*** Opening of Exercise inputs ***

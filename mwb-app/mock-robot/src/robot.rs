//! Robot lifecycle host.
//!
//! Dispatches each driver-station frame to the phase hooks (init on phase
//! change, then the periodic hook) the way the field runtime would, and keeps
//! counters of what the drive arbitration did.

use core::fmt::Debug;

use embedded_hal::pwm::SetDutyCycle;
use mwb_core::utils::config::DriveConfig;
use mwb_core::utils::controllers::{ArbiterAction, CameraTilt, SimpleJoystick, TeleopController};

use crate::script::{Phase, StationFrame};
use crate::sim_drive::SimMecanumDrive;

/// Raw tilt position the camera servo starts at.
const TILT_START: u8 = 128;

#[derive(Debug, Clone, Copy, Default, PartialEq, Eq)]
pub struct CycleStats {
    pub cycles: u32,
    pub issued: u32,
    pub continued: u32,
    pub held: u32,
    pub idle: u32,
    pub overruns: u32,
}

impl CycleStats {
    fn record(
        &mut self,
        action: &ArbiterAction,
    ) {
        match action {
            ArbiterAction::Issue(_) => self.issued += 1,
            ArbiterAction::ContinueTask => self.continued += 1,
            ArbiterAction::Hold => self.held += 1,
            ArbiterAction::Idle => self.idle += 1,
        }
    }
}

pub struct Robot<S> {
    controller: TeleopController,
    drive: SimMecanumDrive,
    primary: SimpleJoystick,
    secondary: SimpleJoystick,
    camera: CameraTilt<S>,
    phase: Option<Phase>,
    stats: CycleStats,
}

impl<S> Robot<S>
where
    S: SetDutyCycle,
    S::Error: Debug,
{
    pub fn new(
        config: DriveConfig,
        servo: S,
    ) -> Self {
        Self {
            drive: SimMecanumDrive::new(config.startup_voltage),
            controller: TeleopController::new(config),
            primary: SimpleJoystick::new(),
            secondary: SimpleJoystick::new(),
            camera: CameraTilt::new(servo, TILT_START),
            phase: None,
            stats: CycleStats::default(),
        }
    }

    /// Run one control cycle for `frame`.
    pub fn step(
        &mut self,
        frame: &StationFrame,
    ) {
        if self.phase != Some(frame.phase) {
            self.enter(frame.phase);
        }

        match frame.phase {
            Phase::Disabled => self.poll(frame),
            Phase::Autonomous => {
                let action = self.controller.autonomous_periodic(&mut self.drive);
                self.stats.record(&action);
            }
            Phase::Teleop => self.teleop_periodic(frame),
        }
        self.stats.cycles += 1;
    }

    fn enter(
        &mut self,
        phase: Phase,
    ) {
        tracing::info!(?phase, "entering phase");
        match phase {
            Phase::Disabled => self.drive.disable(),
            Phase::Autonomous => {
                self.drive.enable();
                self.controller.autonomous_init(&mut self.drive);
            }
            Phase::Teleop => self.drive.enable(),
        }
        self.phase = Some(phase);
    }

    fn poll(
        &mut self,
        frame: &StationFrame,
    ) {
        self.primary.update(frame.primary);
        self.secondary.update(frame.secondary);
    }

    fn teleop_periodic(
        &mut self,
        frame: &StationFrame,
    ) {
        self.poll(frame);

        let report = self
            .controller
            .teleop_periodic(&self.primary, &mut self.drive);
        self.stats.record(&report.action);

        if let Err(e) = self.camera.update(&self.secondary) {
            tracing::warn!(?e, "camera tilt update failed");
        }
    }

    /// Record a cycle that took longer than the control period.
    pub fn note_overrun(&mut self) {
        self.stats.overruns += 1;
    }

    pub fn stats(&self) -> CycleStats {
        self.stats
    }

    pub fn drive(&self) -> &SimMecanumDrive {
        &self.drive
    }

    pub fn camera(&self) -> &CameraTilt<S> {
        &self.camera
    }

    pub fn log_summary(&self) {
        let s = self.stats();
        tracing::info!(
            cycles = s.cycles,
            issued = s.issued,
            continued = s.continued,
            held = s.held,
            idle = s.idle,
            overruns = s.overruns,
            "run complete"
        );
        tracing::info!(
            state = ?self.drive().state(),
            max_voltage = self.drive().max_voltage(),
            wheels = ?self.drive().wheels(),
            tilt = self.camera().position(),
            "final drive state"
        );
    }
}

*** Close of Exercise inputs ***

Exercise: In the listing, return each line containing the string "CycleStats".

Written solution:
pub struct CycleStats {
impl CycleStats {
    stats: CycleStats,
            stats: CycleStats::default(),
    pub fn stats(&self) -> CycleStats {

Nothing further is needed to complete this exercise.